+++ Data records +++

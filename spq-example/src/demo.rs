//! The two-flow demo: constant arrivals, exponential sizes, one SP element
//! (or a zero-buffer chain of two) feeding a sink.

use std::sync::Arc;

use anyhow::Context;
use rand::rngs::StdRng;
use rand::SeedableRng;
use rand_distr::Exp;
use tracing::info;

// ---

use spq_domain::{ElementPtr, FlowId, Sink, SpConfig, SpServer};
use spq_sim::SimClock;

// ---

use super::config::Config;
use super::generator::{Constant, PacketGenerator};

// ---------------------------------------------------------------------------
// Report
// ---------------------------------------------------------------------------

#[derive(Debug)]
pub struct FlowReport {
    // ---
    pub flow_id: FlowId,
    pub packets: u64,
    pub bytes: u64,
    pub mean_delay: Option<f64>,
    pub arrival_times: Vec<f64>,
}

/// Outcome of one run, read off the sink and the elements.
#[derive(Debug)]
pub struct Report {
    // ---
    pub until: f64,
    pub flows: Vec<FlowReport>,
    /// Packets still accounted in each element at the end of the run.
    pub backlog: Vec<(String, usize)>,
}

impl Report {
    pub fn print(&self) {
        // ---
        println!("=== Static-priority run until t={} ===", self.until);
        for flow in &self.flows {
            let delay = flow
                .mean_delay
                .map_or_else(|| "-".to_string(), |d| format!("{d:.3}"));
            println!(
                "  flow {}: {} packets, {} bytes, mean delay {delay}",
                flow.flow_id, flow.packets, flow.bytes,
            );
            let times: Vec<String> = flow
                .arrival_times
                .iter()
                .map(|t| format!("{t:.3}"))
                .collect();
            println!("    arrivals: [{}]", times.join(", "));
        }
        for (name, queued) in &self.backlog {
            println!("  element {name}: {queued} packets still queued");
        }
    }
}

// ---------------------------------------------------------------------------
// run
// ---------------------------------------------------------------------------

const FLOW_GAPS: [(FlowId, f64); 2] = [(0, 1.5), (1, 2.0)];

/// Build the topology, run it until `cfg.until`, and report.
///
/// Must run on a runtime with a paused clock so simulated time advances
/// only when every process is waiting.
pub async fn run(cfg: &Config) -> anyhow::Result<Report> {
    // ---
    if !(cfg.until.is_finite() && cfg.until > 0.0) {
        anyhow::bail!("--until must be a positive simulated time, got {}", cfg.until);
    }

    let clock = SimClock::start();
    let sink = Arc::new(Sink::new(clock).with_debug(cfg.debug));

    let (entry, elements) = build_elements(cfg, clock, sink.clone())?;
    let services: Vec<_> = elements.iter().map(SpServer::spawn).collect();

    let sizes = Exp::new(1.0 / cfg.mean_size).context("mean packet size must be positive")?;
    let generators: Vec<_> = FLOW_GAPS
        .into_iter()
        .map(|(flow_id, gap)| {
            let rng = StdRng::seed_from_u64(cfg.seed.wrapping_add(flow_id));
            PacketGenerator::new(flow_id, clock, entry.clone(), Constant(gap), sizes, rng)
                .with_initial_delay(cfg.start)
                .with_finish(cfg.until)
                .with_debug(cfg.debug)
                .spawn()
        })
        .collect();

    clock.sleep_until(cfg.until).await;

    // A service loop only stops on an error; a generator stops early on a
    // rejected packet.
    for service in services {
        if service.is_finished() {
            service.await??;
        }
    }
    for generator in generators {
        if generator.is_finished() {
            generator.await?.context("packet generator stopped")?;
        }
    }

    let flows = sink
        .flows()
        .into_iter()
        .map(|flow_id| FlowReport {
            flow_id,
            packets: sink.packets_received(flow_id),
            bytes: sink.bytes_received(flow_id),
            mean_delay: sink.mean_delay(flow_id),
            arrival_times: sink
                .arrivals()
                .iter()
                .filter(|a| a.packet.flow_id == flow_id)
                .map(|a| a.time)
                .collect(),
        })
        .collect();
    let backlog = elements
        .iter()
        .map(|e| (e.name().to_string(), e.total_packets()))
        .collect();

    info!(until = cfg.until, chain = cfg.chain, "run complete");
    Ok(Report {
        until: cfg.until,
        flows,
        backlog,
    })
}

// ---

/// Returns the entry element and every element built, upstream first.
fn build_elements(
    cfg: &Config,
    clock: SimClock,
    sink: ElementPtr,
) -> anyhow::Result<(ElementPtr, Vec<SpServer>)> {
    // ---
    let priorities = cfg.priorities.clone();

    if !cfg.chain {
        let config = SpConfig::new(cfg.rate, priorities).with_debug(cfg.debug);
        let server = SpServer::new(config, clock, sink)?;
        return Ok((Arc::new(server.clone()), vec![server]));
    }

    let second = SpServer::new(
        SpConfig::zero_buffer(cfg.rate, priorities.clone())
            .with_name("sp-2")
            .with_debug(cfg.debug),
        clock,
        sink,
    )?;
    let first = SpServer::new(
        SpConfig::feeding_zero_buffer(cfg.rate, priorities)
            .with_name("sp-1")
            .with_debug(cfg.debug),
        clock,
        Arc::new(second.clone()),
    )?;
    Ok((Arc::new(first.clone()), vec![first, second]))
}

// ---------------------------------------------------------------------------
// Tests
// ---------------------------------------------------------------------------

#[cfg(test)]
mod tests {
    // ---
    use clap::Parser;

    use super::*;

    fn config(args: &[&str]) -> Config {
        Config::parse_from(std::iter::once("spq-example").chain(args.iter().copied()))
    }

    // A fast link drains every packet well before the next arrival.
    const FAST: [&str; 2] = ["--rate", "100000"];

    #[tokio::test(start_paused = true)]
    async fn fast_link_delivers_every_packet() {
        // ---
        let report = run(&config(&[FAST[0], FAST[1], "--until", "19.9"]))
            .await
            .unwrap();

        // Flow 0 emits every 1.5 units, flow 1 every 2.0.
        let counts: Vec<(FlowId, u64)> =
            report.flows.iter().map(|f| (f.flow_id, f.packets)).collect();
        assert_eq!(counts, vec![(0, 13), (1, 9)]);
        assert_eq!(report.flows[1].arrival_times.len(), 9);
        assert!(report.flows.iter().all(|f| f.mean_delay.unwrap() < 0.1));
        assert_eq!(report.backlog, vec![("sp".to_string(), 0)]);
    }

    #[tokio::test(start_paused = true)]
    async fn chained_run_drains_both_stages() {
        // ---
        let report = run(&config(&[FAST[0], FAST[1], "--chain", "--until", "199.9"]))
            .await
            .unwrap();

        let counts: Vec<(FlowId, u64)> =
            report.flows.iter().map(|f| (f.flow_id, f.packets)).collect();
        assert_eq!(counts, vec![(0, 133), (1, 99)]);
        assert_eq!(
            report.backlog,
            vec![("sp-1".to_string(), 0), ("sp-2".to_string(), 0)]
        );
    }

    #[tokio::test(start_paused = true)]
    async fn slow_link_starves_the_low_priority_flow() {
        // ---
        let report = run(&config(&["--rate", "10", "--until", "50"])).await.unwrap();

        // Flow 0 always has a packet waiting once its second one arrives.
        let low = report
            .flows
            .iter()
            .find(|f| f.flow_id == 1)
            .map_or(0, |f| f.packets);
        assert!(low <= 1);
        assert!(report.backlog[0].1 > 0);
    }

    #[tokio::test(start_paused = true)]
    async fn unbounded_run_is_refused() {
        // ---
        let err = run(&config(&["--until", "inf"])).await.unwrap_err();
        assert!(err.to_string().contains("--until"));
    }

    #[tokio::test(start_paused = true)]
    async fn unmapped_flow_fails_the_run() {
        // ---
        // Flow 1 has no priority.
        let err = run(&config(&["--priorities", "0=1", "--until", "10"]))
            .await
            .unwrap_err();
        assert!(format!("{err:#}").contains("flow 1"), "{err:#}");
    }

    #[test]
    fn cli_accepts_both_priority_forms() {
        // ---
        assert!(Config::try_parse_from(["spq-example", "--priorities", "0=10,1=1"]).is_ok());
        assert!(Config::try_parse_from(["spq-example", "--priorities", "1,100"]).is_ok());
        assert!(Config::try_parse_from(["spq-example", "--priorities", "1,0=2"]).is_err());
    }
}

+++

§ Assigned task:
If a line contains the word "bytes", it counts; please state how many such lines the records above have, and nothing more.

§ Answer section:
4